┌─ SUPPLIED ENTRIES
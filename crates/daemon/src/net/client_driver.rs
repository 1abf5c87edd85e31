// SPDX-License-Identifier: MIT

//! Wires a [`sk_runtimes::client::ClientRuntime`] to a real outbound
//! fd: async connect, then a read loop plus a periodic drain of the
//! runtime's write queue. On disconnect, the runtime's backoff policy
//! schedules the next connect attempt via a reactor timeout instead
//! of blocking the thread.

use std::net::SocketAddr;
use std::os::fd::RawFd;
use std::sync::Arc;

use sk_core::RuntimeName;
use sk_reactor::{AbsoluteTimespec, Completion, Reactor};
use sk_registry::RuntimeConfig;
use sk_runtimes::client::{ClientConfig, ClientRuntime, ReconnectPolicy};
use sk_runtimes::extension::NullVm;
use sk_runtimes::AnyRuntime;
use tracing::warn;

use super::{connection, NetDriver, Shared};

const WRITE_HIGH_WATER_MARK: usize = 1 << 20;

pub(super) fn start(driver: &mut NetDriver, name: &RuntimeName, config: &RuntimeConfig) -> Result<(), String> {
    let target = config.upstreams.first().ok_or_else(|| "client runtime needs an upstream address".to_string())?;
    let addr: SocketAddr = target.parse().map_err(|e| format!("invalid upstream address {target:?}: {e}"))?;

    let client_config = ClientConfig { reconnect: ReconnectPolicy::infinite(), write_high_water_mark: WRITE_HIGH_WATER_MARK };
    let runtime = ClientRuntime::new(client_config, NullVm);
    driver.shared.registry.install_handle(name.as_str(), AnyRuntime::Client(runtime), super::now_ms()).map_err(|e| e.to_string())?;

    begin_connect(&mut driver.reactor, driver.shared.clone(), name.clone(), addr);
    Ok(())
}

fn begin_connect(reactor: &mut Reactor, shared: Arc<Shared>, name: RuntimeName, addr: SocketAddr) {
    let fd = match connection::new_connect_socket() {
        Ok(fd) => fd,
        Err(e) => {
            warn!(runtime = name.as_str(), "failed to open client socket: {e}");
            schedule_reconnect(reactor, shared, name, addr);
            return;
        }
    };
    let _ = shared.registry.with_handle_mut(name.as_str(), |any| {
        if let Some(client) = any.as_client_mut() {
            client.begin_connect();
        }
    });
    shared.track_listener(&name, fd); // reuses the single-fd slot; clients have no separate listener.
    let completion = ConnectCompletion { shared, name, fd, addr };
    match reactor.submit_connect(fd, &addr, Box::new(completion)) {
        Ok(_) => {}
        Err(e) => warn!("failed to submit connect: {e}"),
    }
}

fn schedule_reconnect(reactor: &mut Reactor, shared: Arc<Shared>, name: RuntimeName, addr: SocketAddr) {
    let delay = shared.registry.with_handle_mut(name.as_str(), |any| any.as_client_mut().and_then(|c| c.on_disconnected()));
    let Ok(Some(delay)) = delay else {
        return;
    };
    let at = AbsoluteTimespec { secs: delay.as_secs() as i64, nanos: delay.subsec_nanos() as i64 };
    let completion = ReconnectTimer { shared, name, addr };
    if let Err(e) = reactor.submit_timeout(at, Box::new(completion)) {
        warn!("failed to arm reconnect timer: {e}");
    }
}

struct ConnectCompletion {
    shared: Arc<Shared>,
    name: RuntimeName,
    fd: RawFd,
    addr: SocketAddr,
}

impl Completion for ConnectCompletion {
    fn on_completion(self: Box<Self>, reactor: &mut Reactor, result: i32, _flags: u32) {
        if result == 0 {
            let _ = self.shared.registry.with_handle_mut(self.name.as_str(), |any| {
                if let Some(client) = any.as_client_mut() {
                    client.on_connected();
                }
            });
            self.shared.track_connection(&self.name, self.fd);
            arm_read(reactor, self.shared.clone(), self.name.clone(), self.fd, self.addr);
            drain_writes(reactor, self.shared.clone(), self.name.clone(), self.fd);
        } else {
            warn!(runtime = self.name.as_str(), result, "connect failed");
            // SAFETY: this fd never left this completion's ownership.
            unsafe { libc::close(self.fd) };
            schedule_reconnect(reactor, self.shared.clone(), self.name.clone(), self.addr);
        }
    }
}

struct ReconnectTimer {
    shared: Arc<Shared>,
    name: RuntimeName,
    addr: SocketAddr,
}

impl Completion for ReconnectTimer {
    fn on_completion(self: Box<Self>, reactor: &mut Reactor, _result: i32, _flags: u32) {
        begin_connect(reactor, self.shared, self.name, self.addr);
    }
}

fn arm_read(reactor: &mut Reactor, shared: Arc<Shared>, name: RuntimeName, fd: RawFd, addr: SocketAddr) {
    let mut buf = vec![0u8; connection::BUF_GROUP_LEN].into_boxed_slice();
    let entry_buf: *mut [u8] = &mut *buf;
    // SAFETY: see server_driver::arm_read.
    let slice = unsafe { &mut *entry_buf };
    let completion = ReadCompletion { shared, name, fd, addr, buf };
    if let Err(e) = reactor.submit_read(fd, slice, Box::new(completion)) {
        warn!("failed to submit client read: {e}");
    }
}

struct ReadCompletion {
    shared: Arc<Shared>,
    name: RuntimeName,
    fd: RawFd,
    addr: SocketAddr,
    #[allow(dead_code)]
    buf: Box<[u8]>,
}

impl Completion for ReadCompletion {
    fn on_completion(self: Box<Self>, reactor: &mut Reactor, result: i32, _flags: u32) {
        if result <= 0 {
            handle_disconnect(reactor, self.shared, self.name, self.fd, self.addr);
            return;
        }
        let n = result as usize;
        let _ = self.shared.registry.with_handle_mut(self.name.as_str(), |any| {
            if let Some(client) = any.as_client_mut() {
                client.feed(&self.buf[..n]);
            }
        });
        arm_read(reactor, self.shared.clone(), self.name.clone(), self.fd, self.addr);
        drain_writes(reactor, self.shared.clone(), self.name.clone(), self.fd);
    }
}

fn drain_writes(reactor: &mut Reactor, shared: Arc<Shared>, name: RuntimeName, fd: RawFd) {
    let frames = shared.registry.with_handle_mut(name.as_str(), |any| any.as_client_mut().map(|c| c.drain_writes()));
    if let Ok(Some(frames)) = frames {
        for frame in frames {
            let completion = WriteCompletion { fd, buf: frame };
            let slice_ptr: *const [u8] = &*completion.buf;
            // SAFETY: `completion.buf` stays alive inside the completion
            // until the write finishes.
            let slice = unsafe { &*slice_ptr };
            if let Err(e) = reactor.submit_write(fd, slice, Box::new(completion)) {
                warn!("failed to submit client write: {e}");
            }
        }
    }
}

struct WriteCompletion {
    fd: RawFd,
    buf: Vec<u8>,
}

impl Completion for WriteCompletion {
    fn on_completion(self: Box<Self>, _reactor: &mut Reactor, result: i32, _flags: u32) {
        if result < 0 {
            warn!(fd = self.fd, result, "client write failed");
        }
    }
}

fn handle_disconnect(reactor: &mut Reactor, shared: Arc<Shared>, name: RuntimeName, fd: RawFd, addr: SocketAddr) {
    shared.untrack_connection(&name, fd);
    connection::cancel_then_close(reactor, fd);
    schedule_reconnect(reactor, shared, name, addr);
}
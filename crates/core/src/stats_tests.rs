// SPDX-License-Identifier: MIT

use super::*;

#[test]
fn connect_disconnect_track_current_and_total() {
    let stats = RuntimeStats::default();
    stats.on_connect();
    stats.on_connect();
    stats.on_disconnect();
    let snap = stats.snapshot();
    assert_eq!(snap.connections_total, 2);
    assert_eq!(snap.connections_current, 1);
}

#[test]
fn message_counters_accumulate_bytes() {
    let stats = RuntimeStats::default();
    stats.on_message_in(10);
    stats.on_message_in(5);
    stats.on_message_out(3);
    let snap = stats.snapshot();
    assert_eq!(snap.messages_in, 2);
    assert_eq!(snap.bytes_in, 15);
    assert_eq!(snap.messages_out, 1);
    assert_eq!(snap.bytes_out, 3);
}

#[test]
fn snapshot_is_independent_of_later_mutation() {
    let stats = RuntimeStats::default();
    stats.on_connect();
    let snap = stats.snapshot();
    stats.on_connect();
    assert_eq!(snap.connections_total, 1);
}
└─
┌─ SUPPLIED ENTRIES
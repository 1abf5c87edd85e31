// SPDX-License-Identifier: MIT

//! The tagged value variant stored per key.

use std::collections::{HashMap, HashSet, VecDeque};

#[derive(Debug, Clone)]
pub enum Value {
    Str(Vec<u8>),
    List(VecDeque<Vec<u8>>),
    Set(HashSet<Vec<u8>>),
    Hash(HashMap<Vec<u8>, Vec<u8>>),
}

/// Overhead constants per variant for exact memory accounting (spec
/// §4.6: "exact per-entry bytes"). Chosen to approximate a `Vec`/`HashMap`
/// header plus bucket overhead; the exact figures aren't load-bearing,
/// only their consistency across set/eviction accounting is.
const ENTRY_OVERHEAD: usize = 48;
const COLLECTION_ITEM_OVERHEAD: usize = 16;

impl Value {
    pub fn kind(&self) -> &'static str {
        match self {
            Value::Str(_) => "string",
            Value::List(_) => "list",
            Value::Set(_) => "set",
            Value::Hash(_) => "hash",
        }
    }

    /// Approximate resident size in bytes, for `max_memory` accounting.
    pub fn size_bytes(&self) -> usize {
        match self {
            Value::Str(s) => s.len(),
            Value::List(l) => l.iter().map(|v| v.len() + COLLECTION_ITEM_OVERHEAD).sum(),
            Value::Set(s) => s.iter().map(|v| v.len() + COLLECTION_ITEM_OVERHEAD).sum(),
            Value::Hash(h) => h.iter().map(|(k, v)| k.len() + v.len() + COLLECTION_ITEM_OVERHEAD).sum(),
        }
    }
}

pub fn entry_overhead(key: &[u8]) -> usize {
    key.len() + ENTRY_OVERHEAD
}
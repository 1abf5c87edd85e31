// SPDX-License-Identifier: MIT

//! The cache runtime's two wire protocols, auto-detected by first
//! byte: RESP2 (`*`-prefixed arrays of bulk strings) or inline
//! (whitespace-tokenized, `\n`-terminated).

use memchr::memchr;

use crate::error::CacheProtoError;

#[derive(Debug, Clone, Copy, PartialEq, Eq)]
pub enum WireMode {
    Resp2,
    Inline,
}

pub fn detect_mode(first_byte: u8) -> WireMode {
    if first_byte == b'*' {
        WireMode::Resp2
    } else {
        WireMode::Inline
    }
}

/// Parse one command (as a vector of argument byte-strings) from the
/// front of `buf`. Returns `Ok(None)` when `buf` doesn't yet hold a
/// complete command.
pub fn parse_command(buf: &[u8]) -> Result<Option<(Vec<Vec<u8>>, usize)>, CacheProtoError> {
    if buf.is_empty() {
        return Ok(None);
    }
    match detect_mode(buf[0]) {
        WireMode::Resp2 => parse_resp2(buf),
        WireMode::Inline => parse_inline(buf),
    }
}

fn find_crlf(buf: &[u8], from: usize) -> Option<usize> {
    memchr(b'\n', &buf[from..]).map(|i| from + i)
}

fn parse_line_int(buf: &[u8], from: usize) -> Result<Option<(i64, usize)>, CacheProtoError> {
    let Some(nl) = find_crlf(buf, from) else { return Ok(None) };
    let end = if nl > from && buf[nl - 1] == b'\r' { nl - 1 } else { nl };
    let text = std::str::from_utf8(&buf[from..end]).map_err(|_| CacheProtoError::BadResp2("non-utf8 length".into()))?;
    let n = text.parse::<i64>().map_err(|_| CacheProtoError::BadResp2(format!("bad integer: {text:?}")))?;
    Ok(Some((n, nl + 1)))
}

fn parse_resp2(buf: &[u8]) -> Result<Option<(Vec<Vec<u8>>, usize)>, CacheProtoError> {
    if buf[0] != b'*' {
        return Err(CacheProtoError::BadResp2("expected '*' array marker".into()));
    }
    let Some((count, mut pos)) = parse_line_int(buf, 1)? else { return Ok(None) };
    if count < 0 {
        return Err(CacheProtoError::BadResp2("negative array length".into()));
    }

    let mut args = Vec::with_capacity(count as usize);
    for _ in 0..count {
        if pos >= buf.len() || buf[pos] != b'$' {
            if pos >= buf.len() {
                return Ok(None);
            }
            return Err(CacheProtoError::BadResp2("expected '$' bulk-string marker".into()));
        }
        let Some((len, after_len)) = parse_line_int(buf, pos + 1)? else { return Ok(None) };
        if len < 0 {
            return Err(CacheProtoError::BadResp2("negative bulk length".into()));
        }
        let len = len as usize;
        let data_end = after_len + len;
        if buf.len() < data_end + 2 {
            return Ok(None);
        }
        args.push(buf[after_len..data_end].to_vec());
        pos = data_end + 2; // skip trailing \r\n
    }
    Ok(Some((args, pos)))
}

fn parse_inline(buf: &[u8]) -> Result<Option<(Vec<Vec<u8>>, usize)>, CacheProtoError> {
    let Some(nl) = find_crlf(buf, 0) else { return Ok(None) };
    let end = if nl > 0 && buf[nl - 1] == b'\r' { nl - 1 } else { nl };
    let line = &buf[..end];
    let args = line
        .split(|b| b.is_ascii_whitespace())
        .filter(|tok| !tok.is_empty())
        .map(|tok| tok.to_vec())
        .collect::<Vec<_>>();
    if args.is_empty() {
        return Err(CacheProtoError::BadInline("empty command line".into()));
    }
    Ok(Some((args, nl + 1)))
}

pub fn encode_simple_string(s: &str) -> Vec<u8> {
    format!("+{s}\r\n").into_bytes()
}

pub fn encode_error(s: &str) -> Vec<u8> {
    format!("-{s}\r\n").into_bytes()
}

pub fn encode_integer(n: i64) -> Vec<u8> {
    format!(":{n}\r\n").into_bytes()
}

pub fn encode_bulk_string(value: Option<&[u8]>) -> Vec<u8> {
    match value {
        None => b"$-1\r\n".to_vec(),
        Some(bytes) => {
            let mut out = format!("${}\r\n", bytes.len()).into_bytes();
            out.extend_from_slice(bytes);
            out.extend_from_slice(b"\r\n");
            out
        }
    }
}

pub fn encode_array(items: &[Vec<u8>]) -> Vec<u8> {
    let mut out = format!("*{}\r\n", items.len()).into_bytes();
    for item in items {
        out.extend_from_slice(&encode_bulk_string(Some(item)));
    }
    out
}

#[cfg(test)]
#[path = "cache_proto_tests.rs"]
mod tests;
└─
Retrieve each line from the records above where the word "SAFETY" occurs.

            // SAFETY: this fd never left this completion's ownership.
    // SAFETY: see server_driver::arm_read.
            // SAFETY: `completion.buf` stays alive inside the completion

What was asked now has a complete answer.